Protecting the health of the public, preventing disease, and promoting well-being in a social justice context must be the unambiguous goal of education and research in occupational and environmental health. Even our most august of institutions, IARC, should be open to correction. A corrigendum is called for. Implementation of improved and rigorous screening for COI is required.

  1. This example relates to Chapters 2 of the two WHO (World Health Organization)/IARC (International Agency for Research on Cancer) Blue Books:
    • WHO/IARC book WHO Classification of tumours of the lung, pleura, thymus, and heart., WHO Classification of Tumours, 4th Edition 2015. Authors of Chapter 2, Tumours of the pleura, are: F. Galateau-Salle, A Churg, V. Roggli, L.R. Chirieac, R. Attanoos, A. Borczuk, P. Cagle, S. Dacic, S. Hammar, A.N. Husain, K. lnai, M. Ladanyi, A.M. Marchevsky, D. Naidich, N.G. Ordonez, D.C. Rice, M.T. Sheaff, W.D. Travis, J. van Meerbeeck.

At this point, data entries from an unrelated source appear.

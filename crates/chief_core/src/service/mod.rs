//! Core use-case services.
//!
//! # Responsibility
//! - Orchestrate registry, store and policy calls into command-level APIs.
//! - Keep UI/FFI layers decoupled from policy details.

pub mod assistant;
pub mod clock;
pub mod command_center;
pub mod insights;
pub mod requests;
use crate::config::types::Config;
use crate::config::validation::validate;
use crate::ConfigError;
use std::path::Path;

/// Loads and parses a configuration file from the given path
///
/// # Arguments
///
/// * `path` - Path to the TOML configuration file
///
/// # Returns
///
/// * `Ok(Config)` - Successfully loaded and validated configuration
/// * `Err(ConfigError)` - Failed to load, parse, or validate the configuration
///
/// # Example
///
/// ```no_run
/// use std::path::Path;
/// use yelpscrap::config::load_config;
///
/// let config = load_config(Path::new("config.toml")).unwrap();
/// println!("City: {}", config.search.city);
/// ```
pub fn load_config(path: &Path) -> Result<Config, ConfigError> {
    // Read the configuration file
    let content = std::fs::read_to_string(path)?;

    // Parse TOML
    let config: Config = toml::from_str(&content)?;

    // Validate the configuration
    validate(&config)?;

    Ok(config)
}
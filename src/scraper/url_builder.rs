//! Search URL construction
//!
//! Builds the request URL for one (page, cflt) pair. The wire format keeps
//! the target site's literal query layout: parameters appear in a fixed
//! order (start offset, city scoping, category filter, district scoping) and
//! the district list is a bracketed, comma-joined literal with no extra
//! escaping.

use crate::config::SearchConfig;
use crate::{Result, ScrapError};

/// Number of results per page on the wire
pub const PAGE_SIZE: u32 = 10;

/// Transforms a 1-based page number into the wire's start offset
pub fn page_to_offset(page: u32) -> u32 {
    page.saturating_sub(1) * PAGE_SIZE
}

/// Builds the search URL for the given page and category filter
///
/// # Arguments
///
/// * `page` - 1-based page number
/// * `cflt` - Category filter code; must be non-empty
/// * `search` - Search scoping configuration
///
/// # Returns
///
/// * `Ok(String)` - The request URL
/// * `Err(ScrapError::EmptyCflt)` - The category filter was empty
pub fn build_search_url(page: u32, cflt: &str, search: &SearchConfig) -> Result<String> {
    if cflt.trim().is_empty() {
        return Err(ScrapError::EmptyCflt);
    }

    let mut url = format!(
        "{}/search?&start={}",
        search.base_url.trim_end_matches('/'),
        page_to_offset(page)
    );

    if !search.city.is_empty() {
        url.push_str(&format!("&find_loc={}", search.city));
    }

    url.push_str(&format!("&cflt={}", cflt));

    // District scoping overrides city scoping in effect; both stay on the wire
    if !search.districts.is_empty() {
        url.push_str(&format!(
            "&l=p:FR-75:{}::{}",
            search.city,
            bracket_list(&search.districts)
        ));
    }

    Ok(url)
}

/// Renders a list as the wire's bracketed, comma-joined literal
fn bracket_list(items: &[String]) -> String {
    format!("[{}]", items.join(","))
}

Epidemiology section see p. 156 (Travis, Brambilla et al. eds. 2015),
    • WHO/IARC book Thoracic Tumours., WHO Classification of Tumours, 5th Edition 2021. Authors of Chapter 2, Tumours of the pleura and pericardium, are: J. K. C. Chan, F. Gallateau-Salle, A.G. Nicholson, W.D. Travis, M.S. Tsao. Epidemiology section see p.194 (Chan, Gallateau-Salle et al, eds. 2021)

  2. The Fourth Edition states: "In North America and France, up to 80-90% of mesotheliomas in men are related to asbestos exposure, but only about 20% of cases in women (862, 2447). In Western Europe and Australia, a higher proportion of cases in women are asbestos-induced, but the attributable asbestos fraction is < 50% (312)".

    The Fifth Edition states: “There is also variation in population attributable fractions by sex: In the USA and France, 80-90% of mesotheliomas in males are caused by asbestos, but only 20-40% in females (1120, 1577, 83, respectively).”

  3. Copy from Monographs 100C:

    2.3.4 Environmental exposures

    An excess of mesothelioma has been observed in several studies of communities with environ mental exposure to asbestos. A large excess of mesothelioma was reported in a study of people living in villages in Turkey exposed to erionite used to whitewash their homes (Baris et al., 1987) among people living near crocidolite mining regions in South Africa and Western Australia (Wagner & Pooley, 1986), among people residing in areas of tremolite contamination in Cyprus (McConnochie et al., 1987) and New Caledonia (Luce et al., 2000), and with non-occupational exposures in Europe (Magnani et al., 2000), Italy (Magnani et al., 2001), and California (Pan et al., 2005). Mesothelioma has also been reported to occur among household members of families of asbestos workers (Anderson et al., 1976; Ferrante et al., 2007).

  4. While these cited court documents are not in the public domain, they can be made available by the senior author on request.